[Stored items]
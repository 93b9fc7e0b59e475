//! `getPublicKey` argument and result serializers.

use k256::{elliptic_curve::sec1::ToEncodedPoint, PublicKey};
use kestrel_wallet::{GetPublicKeyArgs, GetPublicKeyResult};

use super::key_params::{decode_key_params, encode_key_params};
use crate::{
    buf::{Reader, Writer},
    error::WireError,
};

/// Encode `getPublicKey` arguments.
pub fn serialize_get_public_key_args(args: &GetPublicKeyArgs) -> Vec<u8> {
    let mut writer = Writer::new();
    encode_key_params(&mut writer, &args.protocol, &args.key_id, &args.counterparty);
    writer.write_optional_bool(Some(args.for_self));
    writer.write_optional_bool(Some(args.identity_key));
    writer.into_bytes()
}

/// Decode `getPublicKey` arguments. Absent booleans decode as `false`, the
/// operations' defaults.
pub fn deserialize_get_public_key_args(data: &[u8]) -> Result<GetPublicKeyArgs, WireError> {
    let mut reader = Reader::new(data);
    let (protocol, key_id, counterparty) = decode_key_params(&mut reader)?;
    let for_self = reader.read_optional_bool()?.unwrap_or(false);
    let identity_key = reader.read_optional_bool()?.unwrap_or(false);
    reader.expect_end()?;
    Ok(GetPublicKeyArgs {
        protocol,
        key_id,
        counterparty,
        for_self,
        identity_key,
    })
}

/// Encode a `getPublicKey` result: the 33-byte compressed point.
pub fn serialize_get_public_key_result(result: &GetPublicKeyResult) -> Vec<u8> {
    result.public_key.to_encoded_point(true).as_bytes().to_vec()
}

/// Decode a `getPublicKey` result.
pub fn deserialize_get_public_key_result(data: &[u8]) -> Result<GetPublicKeyResult, WireError> {
    let mut reader = Reader::new(data);
    let bytes = reader.read_bytes(33)?;
    reader.expect_end()?;
    let public_key = PublicKey::from_sec1_bytes(bytes).map_err(|_| WireError::InvalidPublicKey)?;
    Ok(GetPublicKeyResult { public_key })
}
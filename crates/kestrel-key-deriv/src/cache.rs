//! LRU-memoised key derivation.
//!
//! Derivations are pure, so memoising them is purely a latency win: a cache
//! hit must be byte-identical to a fresh derivation. The fingerprint keys
//! preserve *semantic* counterparty identity — `Myself` and `Anyone` stay
//! distinct from `Other(P)` even when `P` happens to equal the root key or
//! the generator — so a hit never changes which context a caller addressed.

use std::{
    collections::{BTreeMap, HashMap},
    sync::Mutex,
};

use k256::{elliptic_curve::sec1::ToEncodedPoint, PublicKey, SecretKey};
use kestrel_primitives::SymmetricKey;

use crate::{
    deriver::{DerivationError, KeyDeriver},
    types::{Counterparty, Protocol},
};

/// Cache capacity used when the caller passes `0`.
pub const DEFAULT_CACHE_CAPACITY: usize = 1000;

/// Which derivation method produced a cached value.
#[derive(Debug, Clone, Copy, PartialEq, Eq, Hash)]
enum Method {
    Public { for_self: bool },
    Private,
    Symmetric,
}

/// Counterparty identity as stored in a fingerprint.
#[derive(Debug, Clone, PartialEq, Eq, Hash)]
enum CounterpartyTag {
    Anyone,
    Myself,
    Other([u8; 33]),
}

impl CounterpartyTag {
    fn new(counterparty: &Counterparty) -> Option<Self> {
        match counterparty {
            // Uninitialised never reaches the cache: the deriver rejects it.
            Counterparty::Uninitialized => None,
            Counterparty::Anyone => Some(Self::Anyone),
            Counterparty::Myself => Some(Self::Myself),
            Counterparty::Other(key) => {
                let point = key.to_encoded_point(true);
                let mut bytes = [0u8; 33];
                bytes.copy_from_slice(point.as_bytes());
                Some(Self::Other(bytes))
            }
        }
    }
}

/// Cache key: every parameter that affects a derived output.
#[derive(Debug, Clone, PartialEq, Eq, Hash)]
struct Fingerprint {
    method: Method,
    protocol: Protocol,
    key_id: String,
    counterparty: CounterpartyTag,
}

#[derive(Clone)]
enum DerivedValue {
    Public(PublicKey),
    Private(SecretKey),
    Symmetric(SymmetricKey),
}

struct Entry {
    value: DerivedValue,
    stamp: u64,
}

/// Bounded map + recency index. All access goes through the owning mutex in
/// [`CachedKeyDeriver`].
struct LruCache {
    entries: HashMap<Fingerprint, Entry>,
    recency: BTreeMap<u64, Fingerprint>,
    capacity: usize,
    clock: u64,
}

impl LruCache {
    fn new(capacity: usize) -> Self {
        Self {
            entries: HashMap::new(),
            recency: BTreeMap::new(),
            capacity,
            clock: 0,
        }
    }

    /// Look up a fingerprint, promoting it to most-recently-used on a hit.
    fn get(&mut self, fingerprint: &Fingerprint) -> Option<DerivedValue> {
        self.clock += 1;
        let clock = self.clock;
        let entry = self.entries.get_mut(fingerprint)?;
        self.recency.remove(&entry.stamp);
        entry.stamp = clock;
        self.recency.insert(clock, fingerprint.clone());
        Some(entry.value.clone())
    }

    /// Insert or refresh a fingerprint, evicting the least-recently-used
    /// entry when the capacity would otherwise be exceeded.
    fn put(&mut self, fingerprint: Fingerprint, value: DerivedValue) {
        self.clock += 1;
        let clock = self.clock;

        if let Some(entry) = self.entries.get_mut(&fingerprint) {
            self.recency.remove(&entry.stamp);
            entry.value = value;
            entry.stamp = clock;
            self.recency.insert(clock, fingerprint);
            return;
        }

        self.entries.insert(
            fingerprint.clone(),
            Entry {
                value,
                stamp: clock,
            },
        );
        self.recency.insert(clock, fingerprint);

        if self.entries.len() > self.capacity {
            if let Some((_, oldest)) = self.recency.pop_first() {
                self.entries.remove(&oldest);
            }
        }
    }

    fn len(&self) -> usize {
        debug_assert_eq!(self.entries.len(), self.recency.len());
        self.entries.len()
    }
}

/// A [`KeyDeriver`] that memoises derivations behind a bounded,
/// thread-safe LRU cache.
///
/// Public and symmetric derivations are cached unconditionally. Private-key
/// derivations are only cached when opted in with
/// [`CachedKeyDeriver::cache_private_keys`], to keep secret material out of
/// long-lived containers by default.
pub struct CachedKeyDeriver {
    deriver: KeyDeriver,
    cache: Mutex<LruCache>,
    cache_private: bool,
}

impl CachedKeyDeriver {
    /// Create a caching deriver. A `capacity` of `0` selects
    /// [`DEFAULT_CACHE_CAPACITY`].
    pub fn new(root: SecretKey, capacity: usize) -> Self {
        let capacity = if capacity == 0 {
            DEFAULT_CACHE_CAPACITY
        } else {
            capacity
        };
        Self {
            deriver: KeyDeriver::new(root),
            cache: Mutex::new(LruCache::new(capacity)),
            cache_private: false,
        }
    }

    /// Opt in to caching derived private keys.
    pub fn cache_private_keys(mut self, enabled: bool) -> Self {
        self.cache_private = enabled;
        self
    }

    /// The root identity's public key.
    pub fn root_public_key(&self) -> &PublicKey {
        self.deriver.root_public_key()
    }

    /// [`KeyDeriver::derive_public`], memoised.
    pub fn derive_public(
        &self,
        protocol: &Protocol,
        key_id: &str,
        counterparty: &Counterparty,
        for_self: bool,
    ) -> Result<PublicKey, DerivationError> {
        let fingerprint =
            self.fingerprint(Method::Public { for_self }, protocol, key_id, counterparty);

        if let Some(fingerprint) = &fingerprint {
            if let Some(DerivedValue::Public(key)) = self.lock().get(fingerprint) {
                return Ok(key);
            }
        }

        let key = self
            .deriver
            .derive_public(protocol, key_id, counterparty, for_self)?;
        if let Some(fingerprint) = fingerprint {
            self.lock().put(fingerprint, DerivedValue::Public(key));
        }
        Ok(key)
    }

    /// [`KeyDeriver::derive_private`], memoised only when private-key
    /// caching is enabled.
    pub fn derive_private(
        &self,
        protocol: &Protocol,
        key_id: &str,
        counterparty: &Counterparty,
    ) -> Result<SecretKey, DerivationError> {
        if !self.cache_private {
            return self.deriver.derive_private(protocol, key_id, counterparty);
        }

        let fingerprint = self.fingerprint(Method::Private, protocol, key_id, counterparty);

        if let Some(fingerprint) = &fingerprint {
            if let Some(DerivedValue::Private(key)) = self.lock().get(fingerprint) {
                return Ok(key);
            }
        }

        let key = self.deriver.derive_private(protocol, key_id, counterparty)?;
        if let Some(fingerprint) = fingerprint {
            self.lock()
                .put(fingerprint, DerivedValue::Private(key.clone()));
        }
        Ok(key)
    }

    /// [`KeyDeriver::derive_symmetric`], memoised.
    pub fn derive_symmetric(
        &self,
        protocol: &Protocol,
        key_id: &str,
        counterparty: &Counterparty,
    ) -> Result<SymmetricKey, DerivationError> {
        let fingerprint = self.fingerprint(Method::Symmetric, protocol, key_id, counterparty);

        if let Some(fingerprint) = &fingerprint {
            if let Some(DerivedValue::Symmetric(key)) = self.lock().get(fingerprint) {
                return Ok(key);
            }
        }

        let key = self
            .deriver
            .derive_symmetric(protocol, key_id, counterparty)?;
        if let Some(fingerprint) = fingerprint {
            self.lock()
                .put(fingerprint, DerivedValue::Symmetric(key.clone()));
        }
        Ok(key)
    }

    /// Number of live cache entries.
    pub fn cached_entries(&self) -> usize {
        self.lock().len()
    }

    fn fingerprint(
        &self,
        method: Method,
        protocol: &Protocol,
        key_id: &str,
        counterparty: &Counterparty,
    ) -> Option<Fingerprint> {
        Some(Fingerprint {
            method,
            protocol: protocol.clone(),
            key_id: key_id.to_owned(),
            counterparty: CounterpartyTag::new(counterparty)?,
        })
    }

    fn lock(&self) -> std::sync::MutexGuard<'_, LruCache> {
        // Poisoning means a panic mid-derivation; propagate it.
        self.cache.lock().expect("derivation cache mutex poisoned")
    }
}

impl std::fmt::Debug for CachedKeyDeriver {
    fn fmt(&self, f: &mut std::fmt::Formatter<'_>) -> std::fmt::Result {
        f.debug_struct("CachedKeyDeriver")
            .field("root_public", self.deriver.root_public_key())
            .field("cache_private", &self.cache_private)
            .finish_non_exhaustive()
    }
}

Prompt: Show, from the entries above, every line that includes the string "true".

Output of the exercise:
    result.public_key.to_encoded_point(true).as_bytes().to_vec()
                let point = key.to_encoded_point(true);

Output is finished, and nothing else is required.